Twenty people attacked, eight fatal: these are the stats for unprovoked shark attacks since 2011 on Reunion Island, a small island and region of France located off the southeast coast of Africa. The ocean around this island has always been known to have a notoriously high shark population, but since the recent death of Alexandre Naussac, a 26-year-old bodyboarder, professional surfers and Reunion Island locals have ignited a global debate on whether or not actions need to be taken regarding the shark population on the island, and, more largely, the importance of prioritizing ocean and marine life conservancy.

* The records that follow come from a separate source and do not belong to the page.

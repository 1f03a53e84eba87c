use std::collections::VecDeque;

use glam::{Vec3A, Vec3Swizzles as _};
use thiserror::Error;

use crate::{
    CompactHeightfield, PolygonMesh, RegionId,
    math::{dir_offset_x, dir_offset_z, distance_squared_point_segment, distance_squared_point_segment_2d},
};

/// Per-polygon triangulations that follow the voxelized surface more closely than the polygons do.
#[derive(Debug, Default, Clone, PartialEq)]
#[cfg_attr(feature = "serialize", derive(serde::Serialize, serde::Deserialize))]
pub struct DetailNavmesh {
    /// The sub-mesh data, one per polygon of the polygon mesh.
    pub meshes: Vec<SubMesh>,
    /// The mesh vertices in world space.
    pub vertices: Vec<Vec3A>,
    /// The mesh triangles. The first three entries are vertex indices relative to
    /// [`SubMesh::first_vertex_index`], the last one holds the edge flags.
    pub triangles: Vec<[u8; 4]>,
}

/// The detail triangulation of a single polygon.
#[derive(Debug, Default, Clone, Copy, PartialEq, Eq)]
#[cfg_attr(feature = "serialize", derive(serde::Serialize, serde::Deserialize))]
pub struct SubMesh {
    /// Index of the first vertex in [`DetailNavmesh::vertices`]
    pub first_vertex_index: u32,
    /// Number of vertices in the sub-mesh
    pub vertex_count: u32,
    /// Index of the first triangle in [`DetailNavmesh::triangles`]
    pub first_triangle_index: u32,
    /// Number of triangles in the sub-mesh
    pub triangle_count: u32,
}

/// Set on a detail triangle edge that lies on the boundary of its polygon.
pub const DETAIL_EDGE_BOUNDARY: u8 = 0x1;

/// Errors that can occur while building a [`DetailNavmesh`].
#[derive(Error, Debug)]
pub enum DetailNavmeshError {
    /// A detail sub-mesh needs more vertices than the detail format can index.
    #[error("Polygon {polygon} produced {vertices} detail vertices, which is more than 255")]
    TooManyVertices {
        /// Index of the polygon in the polygon mesh
        polygon: usize,
        /// Number of vertices produced
        vertices: usize,
    },
}
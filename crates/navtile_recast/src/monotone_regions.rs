use crate::{
    CompactHeightfield,
    region::{RegionError, RegionId},
};

/// Marks a sweep span whose spans touch more than one region in the previous row.
const NULL_NEIGHBOR: u16 = 0xffff;

#[derive(Debug, Clone, Copy, Default)]
struct SweepSpan {
    /// Number of samples connected to the neighbor region.
    sample_count: u16,
    /// The region in the previous row, or [`NULL_NEIGHBOR`].
    neighbor: u16,
    /// The final region id.
    id: u16,
}

impl CompactHeightfield {
    /// Builds region data for the heightfield using simple monotone partitioning.
    ///
    /// Sweeps the field row by row, extending a region from the previous row when every
    /// span of a row segment connects to the same region. This is cheaper than
    /// [`CompactHeightfield::build_regions`] and does not need a distance field,
    /// but produces long thin regions.
    pub fn build_regions_monotone(
        &mut self,
        border_size: u16,
        min_region_area: u16,
        merge_region_area: u16,
    ) -> Result<(), RegionError> {
        let mut src_reg = vec![RegionId::NONE; self.spans.len()];
        let mut id = self.paint_border_regions(border_size, &mut src_reg) as u32;
        self.border_size = border_size;

        let mut sweeps: Vec<SweepSpan> = Vec::with_capacity(self.width.max(self.height) as usize);
        let mut previous_counts: Vec<u16> = Vec::with_capacity(256);

        let border = border_size.min(self.width / 2).min(self.height / 2);
        for z in border..self.height - border {
            // Collect spans from this row.
            previous_counts.clear();
            previous_counts.resize(id as usize + 1, 0);
            sweeps.clear();
            // Sweep id 0 is unused.
            sweeps.push(SweepSpan::default());

            for x in border..self.width - border {
                for i in self.cell_at(x, z).index_range() {
                    let area = self.areas[i];
                    if !area.is_walkable() {
                        continue;
                    }

                    // -x
                    let mut previous_id = 0_u16;
                    if let Some((_, _, a_index)) = self.neighbor(x, z, i, 0) {
                        if !src_reg[a_index].is_border() && self.areas[a_index] == area {
                            previous_id = src_reg[a_index].bits();
                        }
                    }
                    if previous_id == 0 {
                        previous_id = sweeps.len() as u16;
                        sweeps.push(SweepSpan::default());
                    }

                    // -z
                    if let Some((_, _, a_index)) = self.neighbor(x, z, i, 3) {
                        let neighbor_region = src_reg[a_index];
                        if neighbor_region != RegionId::NONE
                            && !neighbor_region.is_border()
                            && self.areas[a_index] == area
                        {
                            let neighbor = neighbor_region.bits();
                            let sweep = &mut sweeps[previous_id as usize];
                            if sweep.neighbor == 0 || sweep.neighbor == neighbor {
                                sweep.neighbor = neighbor;
                                sweep.sample_count += 1;
                                previous_counts[neighbor as usize] += 1;
                            } else {
                                sweep.neighbor = NULL_NEIGHBOR;
                            }
                        }
                    }

                    src_reg[i] = RegionId::from(previous_id);
                }
            }

            // Create unique ID.
            for sweep in sweeps.iter_mut().skip(1) {
                // If the neighbour is set and there is only one continuous connection to it,
                // the sweep will be merged with the previous one, else new region is created.
                if sweep.neighbor != NULL_NEIGHBOR
                    && sweep.neighbor != 0
                    && previous_counts[sweep.neighbor as usize] == sweep.sample_count
                {
                    sweep.id = sweep.neighbor;
                } else {
                    if id >= RegionId::BORDER_REGION.bits() as u32 {
                        return Err(RegionError::RegionIdOverflow);
                    }
                    sweep.id = id as u16;
                    id += 1;
                }
            }

            // Remap IDs
            let sweep_count = sweeps.len() as u16;
            for x in border..self.width - border {
                for i in self.cell_at(x, z).index_range() {
                    let region = src_reg[i].bits();
                    if region > 0 && region < sweep_count {
                        src_reg[i] = RegionId::from(sweeps[region as usize].id);
                    }
                }
            }
        }

        // Merge regions and filter out small regions.
        let (max_region, overlaps) = self.merge_and_filter_regions(
            min_region_area,
            merge_region_area,
            id as u16,
            &mut src_reg,
        );
        self.max_region = RegionId::from(max_region);
        if !overlaps.is_empty() {
            tracing::debug!("{} overlapping monotone regions.", overlaps.len());
        }

        // Store the result out.
        for (span, region) in self.spans.iter_mut().zip(src_reg) {
            span.region = region;
        }
        Ok(())
    }
}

The debate gained new levels of publicity when professional surfer and 11-time World Surf League Champion Kelly Slater called for a “serious cull on Reunion” in an Instagram post tributed to Naussac. A cull would entail the systematic capture and killing of sharks in the vicinity of swimming beaches by local governments. Although Slater recently released a new statement clarifying that his assertion was an emotional reaction to Naussac’s death and that he does not believe a cull is the proper solution, his statement still came as somewhat of a shock to the surfing community. Slater is not only an advocate for ocean conservancy, but a founder of Outerknown, a company that donates all profits from its “It’s Not OK” shirts to ocean conservancy and recently released a video of Slater arguing the importance of protecting the ocean and its marine life. Jeremy Flores, another professional surfer who resides on Reunion Island, made similar claims for the need to tackle the shark population on the island. Yet, to some extent, the problem is already being tackled. According to International Business Times, French officials already kill 100 sharks annually on the island, prompting conservationists to fear that killing more will only further imbalance the ecosystem.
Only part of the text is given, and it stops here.